TVL measures the total dollar value of crypto assets deposited in a protocol’s smart contracts. Think of it as the DeFi equivalent of assets under management. Higher TVL generally indicates stronger adoption and deeper liquidity, but it can be inflated by recursive borrowing and should be cross-referenced with unique user counts.
What is the difference between an AMM and an order book DEX?
AMMs like Uniswap use liquidity pools and mathematical formulas to set prices automatically. Order book DEXs like dYdX match buyers and sellers at specific prices, similar to a traditional exchange. AMMs work better for long-tail tokens with fewer traders; order books offer tighter spreads for high-volume pairs.
How does liquid staking work?
You deposit ETH (or SOL, etc.) into a liquid staking protocol and receive a derivative token (stETH, rETH) in return. The protocol stakes your tokens and earns validator rewards. Your derivative token appreciates in value over time and can be used as collateral in DeFi — giving you staking yield plus DeFi composability.
Are DeFi yields sustainable?
Sustainable yields come from real economic activity: trading fees (DEXs), interest from borrowers (lending), and network staking rewards. Token emission rewards (governance token farming) are temporary and inflationary.
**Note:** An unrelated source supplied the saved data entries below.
impl UploadOrchestrator {
    pub fn new(client: Arc<ApiClient>, cfg: UploadConfig) -> Self {
        Self {
            client,
            cfg,
            tasks: Arc::new(RwLock::new(Vec::new())),
            uploading: AtomicBool::new(false),
        }
    }

    /// Queue accepted files as pending tasks; returns the ones refused.
    pub async fn add_files(&self, files: Vec<UploadFile>) -> Vec<FileRejection> {
        let mut accepted = Vec::new();
        let mut rejected = Vec::new();

        for file in files {
            match self.check_file(&file) {
                Ok(()) => accepted.push(UploadTask::new(file)),
                Err(reason) => {
                    tracing::warn!("Rejected {}: {:?}", file.name, reason);
                    rejected.push(FileRejection {
                        file_name: file.name,
                        reason,
                    });
                }
            }
        }

        if !accepted.is_empty() {
            tracing::info!("Queued {} file(s) for upload", accepted.len());
            self.tasks.write().await.extend(accepted);
        }
        rejected
    }

    fn check_file(&self, file: &UploadFile) -> std::result::Result<(), RejectReason> {
        let accepted_type = file.name.rsplit_once('.').is_some_and(|(_, ext)| {
            self.cfg
                .accepted_extensions
                .iter()
                .any(|a| a.eq_ignore_ascii_case(ext))
        });
        if !accepted_type {
            return Err(RejectReason::UnsupportedType);
        }
        if file.size() > self.cfg.max_file_bytes {
            return Err(RejectReason::TooLarge {
                size: file.size(),
                max: self.cfg.max_file_bytes,
            });
        }
        Ok(())
    }

    pub async fn tasks(&self) -> Vec<UploadTask> {
        self.tasks.read().await.clone()
    }

    pub async fn pending_count(&self) -> usize {
        self.tasks
            .read()
            .await
            .iter()
            .filter(|t| t.status == UploadStatus::Pending)
            .count()
    }

    pub async fn has_successful_uploads(&self) -> bool {
        self.tasks
            .read()
            .await
            .iter()
            .any(|t| t.status == UploadStatus::Success)
    }

    pub fn is_uploading(&self) -> bool {
        self.uploading.load(Ordering::SeqCst)
    }

    pub async fn update_title(&self, id: Uuid, title: &str) -> Result<()> {
        let mut tasks = self.tasks.write().await;
        let task = find_pending(&mut tasks, id)?;
        task.title = title.to_string();
        Ok(())
    }

    pub async fn remove(&self, id: Uuid) -> Result<()> {
        let mut tasks = self.tasks.write().await;
        find_pending(&mut tasks, id)?;
        tasks.retain(|t| t.id != id);
        Ok(())
    }

    /// Upload one pending task. An upload failure is recorded on the task
    /// and reported as `UploadStatus::Error`, not as an `Err`.
    pub async fn upload_task(&self, id: Uuid) -> Result<UploadStatus> {
        let (file, title) = {
            let mut tasks = self.tasks.write().await;
            let task = find_pending(&mut tasks, id)?;
            task.status = UploadStatus::Uploading;
            task.progress = 0;
            task.error = None;
            (task.file.clone(), task.title.clone())
        };

        tracing::info!("Uploading {} as '{}'", file.name, title);
        let mut guard = InFlight {
            ticker: self.spawn_ticker(id),
            tasks: Arc::clone(&self.tasks),
            id,
            settled: false,
        };
        let result = self.client.upload_document(&file, &title).await;
        guard.ticker.abort();

        let mut tasks = self.tasks.write().await;
        guard.settled = true;
        let Some(task) = tasks.iter_mut().find(|t| t.id == id) else {
            return Err(DocQaError::Internal(format!("upload task {id} vanished")));
        };
        match result {
            Ok(doc) => {
                tracing::info!("Uploaded {} as document {}", file.name, doc.id);
                task.status = UploadStatus::Success;
                task.progress = 100;
                task.document = Some(doc);
            }
            Err(e) => {
                tracing::warn!("Upload of {} failed: {}", file.name, e);
                task.status = UploadStatus::Error;
                task.progress = 0;
                task.error = Some(e.to_string());
            }
        }
        Ok(task.status)
    }

    /// Upload every pending task in order, one at a time. Returns the final
    /// task snapshot once each has finished.
    pub async fn upload_all(&self) -> Vec<UploadTask> {
        if self.uploading.swap(true, Ordering::SeqCst) {
            tracing::warn!("Upload batch already running");
            return self.tasks().await;
        }
        let _batch = BatchFlag(&self.uploading);

        let pending: Vec<Uuid> = self
            .tasks
            .read()
            .await
            .iter()
            .filter(|t| t.status == UploadStatus::Pending)
            .map(|t| t.id)
            .collect();

        for id in pending {
            if let Err(e) = self.upload_task(id).await {
                tracing::warn!("Skipped upload task {}: {}", id, e);
            }
        }

        self.tasks().await
    }

    // Synthetic progress while the real request is outstanding.
    fn spawn_ticker(&self, id: Uuid) -> JoinHandle<()> {
        let tasks = Arc::clone(&self.tasks);
        let period = Duration::from_millis(self.cfg.tick_interval_ms.max(1));
        let step = self.cfg.tick_step;
        let cap = self.cfg.tick_cap.min(99);

        tokio::spawn(async move {
            let mut interval = tokio::time::interval(period);
            interval.tick().await;
            loop {
                interval.tick().await;
                let mut tasks = tasks.write().await;
                match tasks.iter_mut().find(|t| t.id == id) {
                    Some(task) if task.status == UploadStatus::Uploading => {
                        let next = task.progress.saturating_add(step).min(cap);
                        if next > task.progress {
                            task.progress = next;
                        }
                    }
                    _ => break,
                }
            }
        })
    }
}
use thiserror::Error;

pub const UPLOAD_FAILED_MESSAGE: &str = "Failed to upload document. Please try again.";
pub const QUESTION_FAILED_MESSAGE: &str = "Failed to get answer. Please try again.";
pub const ANSWER_FAILED_MESSAGE: &str = "Failed to generate AI response. Please try again.";
pub const SUMMARY_FAILED_MESSAGE: &str = "Failed to generate document summary. Please try again.";

#[derive(Error, Debug)]
pub enum DocQaError {
    #[error("HTTP error: {0}")]
    Http(#[from] reqwest::Error),

    #[error("API error: {status} - {message}")]
    Api { status: u16, message: String },

    #[error("Configuration error: {0}")]
    Config(String),

    /// User-facing upload failure.
    #[error("{0}")]
    Upload(String),

    /// User-facing question failure.
    #[error("{0}")]
    Question(String),

    /// User-facing completion failure.
    #[error("{0}")]
    Completion(String),

    #[error("Validation error: {0}")]
    Validation(String),

    #[error("Internal error: {0}")]
    Internal(String),

    #[error(transparent)]
    Other(#[from] anyhow::Error),
}

impl DocQaError {
    pub fn upload_failed() -> Self {
        Self::Upload(UPLOAD_FAILED_MESSAGE.to_string())
    }

    pub fn question_failed() -> Self {
        Self::Question(QUESTION_FAILED_MESSAGE.to_string())
    }

    /// True for the wrapped, display-ready variants.
    pub fn is_user_facing(&self) -> bool {
        matches!(
            self,
            Self::Upload(_) | Self::Question(_) | Self::Completion(_)
        )
    }
}

pub type Result<T> = std::result::Result<T, DocQaError>;

#[cfg(test)]
mod tests {
    use super::*;

    #[test]
    fn test_user_facing_messages_display_verbatim() {
        assert_eq!(
            DocQaError::upload_failed().to_string(),
            "Failed to upload document. Please try again."
        );
        assert_eq!(
            DocQaError::question_failed().to_string(),
            "Failed to get answer. Please try again."
        );
        assert!(DocQaError::question_failed().is_user_facing());
    }

    #[test]
    fn test_api_error_is_not_user_facing() {
        let err = DocQaError::Api {
            status: 503,
            message: "unavailable".to_string(),
        };
        assert_eq!(err.to_string(), "API error: 503 - unavailable");
        assert!(!err.is_user_facing());
    }
}
use crate::cli::parser::{Commands, ProjectAction};
use crate::config::Config;
use crate::core::Store;
use crate::errors::{AppError, AppResult};
use crate::ui::messages::{info, success};
use crate::utils::formatting::money;
use crate::utils::table::{Column, Table};

pub fn handle(cmd: &Commands, cfg: &Config, store: &Store) -> AppResult<()> {
    let Commands::Project { action } = cmd else {
        return Ok(());
    };

    match action {
        ProjectAction::List => {
            let projects = store.list_projects()?;
            if projects.is_empty() {
                info("No projects yet.");
                return Ok(());
            }

            let mut table = Table::new(vec![Column::left("Project"), Column::right("Rate/h")]);
            for p in &projects {
                table.add_row(vec![p.name.clone(), money(p.hourly_rate, &cfg.currency)]);
            }
            print!("{}", table.render());
        }
        ProjectAction::Add { name, rate } => {
            let p = store.add_project(name, Some(*rate))?;
            success(format!(
                "Project '{}' added ({}/h)",
                p.name,
                money(p.hourly_rate, &cfg.currency)
            ));
        }
        ProjectAction::Rate { name, rate } => {
            let name = name.trim();
            if store.find_project(name)?.is_none() {
                return Err(AppError::NotFound(format!("project '{name}'")));
            }
            let p = store.update_rate(name, *rate)?;
            success(format!(
                "Rate of '{}' set to {}/h",
                p.name,
                money(p.hourly_rate, &cfg.currency)
            ));
        }
    }

    Ok(())
}
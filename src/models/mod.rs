pub mod project;
pub mod report;
pub mod time_entry;
pub mod timer;

pub use project::Project;
pub use report::{Analytics, AnalyticsRow, Ledger, LedgerRow};
pub use time_entry::{EntryKey, EntryRef, EntryUpdate, NewTimeEntry, TimeEntry};
pub use timer::Timer;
Focus on protocols where the majority of yield comes from fees, not emissions.
What is the biggest risk in DeFi?
Smart contract risk — a bug or exploit in the protocol’s code can drain all deposited funds. Cross-chain bridges have been particularly vulnerable, with over $2 billion lost to bridge exploits since 2021. Other risks include oracle manipulation, governance attacks, and regulatory uncertainty. Diversification across protocols and chains is essential.